Novak Djokovic (2-1)
Grass Court History: Novak Djokovic won the Wimbledon title in 2011, defeating Rafael Nadal in the final. He has won 47 matches on grass while losing 14 for a winning percentage of 77.0. The Wimbledon Championship in 2011 remains his only grass court title. The majority of the Serb’s successes have come on hard courts, which is understandable since most events are played on synthetic surfaces. Djokovic has won 32 matches at Wimbledon, losing seven, for an overall winning percentage there of 82.05. His first tournament at the All England Club occurred in 2005. He has played the event eight times.
Probability: According to oddsmakers, Djokovic has greater than a 2-1 shot of winning the whole thing. Those are mighty impressive odds based on the fact that Djokovic won the Australian Open and advanced to the semifinals of the French where he lost a five-set match against the eventual champion, Rafael Nadal. He is the current No. 1 ranked player in the world and shows no lingering hangovers from his earlier ankle injury. He has won this title and is a player to be feared on all courts. Although not enjoying the kind of season he had in 2011, Djokovic, at this point, is the player to beat.

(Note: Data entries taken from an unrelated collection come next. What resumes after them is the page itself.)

//! # Fortune store: text blocks published on the fortune stream.
//!
//! A fortunes resource is a plain-text file of blocks separated by lines
//! containing a single `%`:
//!
//! ```text
//! first fortune,
//! possibly multi-line
//! %
//! second fortune
//! %
//! ```
//!
//! Block lines are joined with `\n` with no trailing newline before the
//! delimiter. A trailing block that is not terminated by a final `%` is
//! silently dropped; this matches the historical reader and is kept for
//! compatibility.
//!
//! The store always contains at least the two built-in defaults. Blocks loaded
//! from a file *extend* the defaults rather than replace them, and a missing
//! or unreadable file is the documented fallback path, not an error.

use std::fs::File;
use std::io::{BufRead, BufReader};
use std::path::Path;

use rand::Rng;

/// Built-in fortunes, used as the base of every store.
pub const DEFAULT_FORTUNES: [&str; 2] = [
    "In the land of the blind, the one eyed man is king",
    "Now is the time for all good men to come to the aid of the party",
];

/// Immutable set of fortune blocks; never empty.
#[derive(Debug, Clone)]
pub struct FortuneStore {
    fortunes: Vec<String>,
}

impl FortuneStore {
    /// Builds a store from the built-in defaults only.
    pub fn defaults() -> Self {
        Self {
            fortunes: DEFAULT_FORTUNES.iter().map(|s| s.to_string()).collect(),
        }
    }

    /// Builds a store from the defaults extended by the blocks in `path`.
    ///
    /// A missing or unreadable file yields the defaults alone.
    pub fn load(path: impl AsRef<Path>) -> Self {
        let mut store = Self::defaults();
        if let Ok(file) = File::open(path) {
            store.fortunes.extend(parse_blocks(BufReader::new(file)));
        }
        store
    }

    /// Picks a uniformly random fortune.
    pub fn pick<R: Rng + ?Sized>(&self, rng: &mut R) -> &str {
        &self.fortunes[rng.random_range(0..self.fortunes.len())]
    }

    /// Number of fortunes in the store (at least 2).
    pub fn len(&self) -> usize {
        self.fortunes.len()
    }

    /// Always false; the defaults guarantee a non-empty store.
    pub fn is_empty(&self) -> bool {
        self.fortunes.is_empty()
    }

    /// All blocks, in load order (defaults first).
    pub fn fortunes(&self) -> &[String] {
        &self.fortunes
    }
}

/// Parses `%`-delimited blocks from a reader.
///
/// A block is pushed every time a lone `%` line is seen, even if the
/// accumulated text is empty. Text after the last `%` is dropped. An I/O
/// error mid-file keeps whatever parsed cleanly before it.
pub fn parse_blocks(reader: impl BufRead) -> Vec<String> {
    let mut blocks = Vec::new();
    let mut block = String::new();
    for line in reader.lines() {
        let Ok(line) = line else { break };
        if line == "%" {
            blocks.push(std::mem::take(&mut block));
        } else {
            if !block.is_empty() {
                block.push('\n');
            }
            block.push_str(&line);
        }
    }
    blocks
}

#[cfg(test)]
mod tests {
    use super::*;
    use std::io::Cursor;

    fn parse_str(s: &str) -> Vec<String> {
        parse_blocks(Cursor::new(s))
    }

    #[test]
    fn parses_delimited_blocks() {
        let blocks = parse_str("A\n%\nB\nC\n%\n");
        assert_eq!(blocks, vec!["A".to_string(), "B\nC".to_string()]);
    }

    #[test]
    fn trailing_unterminated_block_is_dropped() {
        let blocks = parse_str("A\n%\nB\n");
        assert_eq!(blocks, vec!["A".to_string()]);
    }

    #[test]
    fn lone_delimiter_yields_empty_block() {
        let blocks = parse_str("%\n");
        assert_eq!(blocks, vec![String::new()]);
    }

    #[test]
    fn no_trailing_newline_inside_blocks() {
        let blocks = parse_str("one\ntwo\n%\n");
        assert_eq!(blocks, vec!["one\ntwo".to_string()]);
    }

    #[test]
    fn empty_input_yields_no_blocks() {
        assert!(parse_str("").is_empty());
    }

    #[test]
    fn missing_file_falls_back_to_defaults() {
        let store = FortuneStore::load("/definitely/not/a/real/path/fortunes");
        assert_eq!(store.len(), DEFAULT_FORTUNES.len());
        assert_eq!(store.fortunes()[0], DEFAULT_FORTUNES[0]);
    }

    #[test]
    fn file_blocks_extend_defaults() {
        let dir = std::env::temp_dir().join("fortunecast-test-store");
        std::fs::create_dir_all(&dir).unwrap();
        let path = dir.join("fortunes");
        std::fs::write(&path, "extra one\n%\nextra\ntwo\n%\n").unwrap();

        let store = FortuneStore::load(&path);
        assert_eq!(store.len(), DEFAULT_FORTUNES.len() + 2);
        assert_eq!(store.fortunes()[2], "extra one");
        assert_eq!(store.fortunes()[3], "extra\ntwo");
    }

    #[test]
    fn pick_returns_member_of_store() {
        let store = FortuneStore::defaults();
        let mut rng = rand::rng();
        for _ in 0..200 {
            let picked = store.pick(&mut rng);
            assert!(store.fortunes().iter().any(|f| f == picked));
        }
    }
}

Areas of Concern: Djokovic was aiming for a 2-0 start to the season in Grand Slam finals when he arrived at the French. A win in Paris would have given him a career Grand Slam, the French Open being his only missing jewel. But he had to face Nadal in the semifinals because the defending champion, after being out with injury for months, was the No. 5 seed. Nadal, unfortunately, fell in Djokovic’s half of the draw. After losing that five set epic match, most wonder if the Serb can bounce back or if the loss will affect him mentally and physically at Wimbledon. Certainly, the Serb will give it all he's got on court, trying to capture three Grand Slam titles in one year, just as he did in 2011.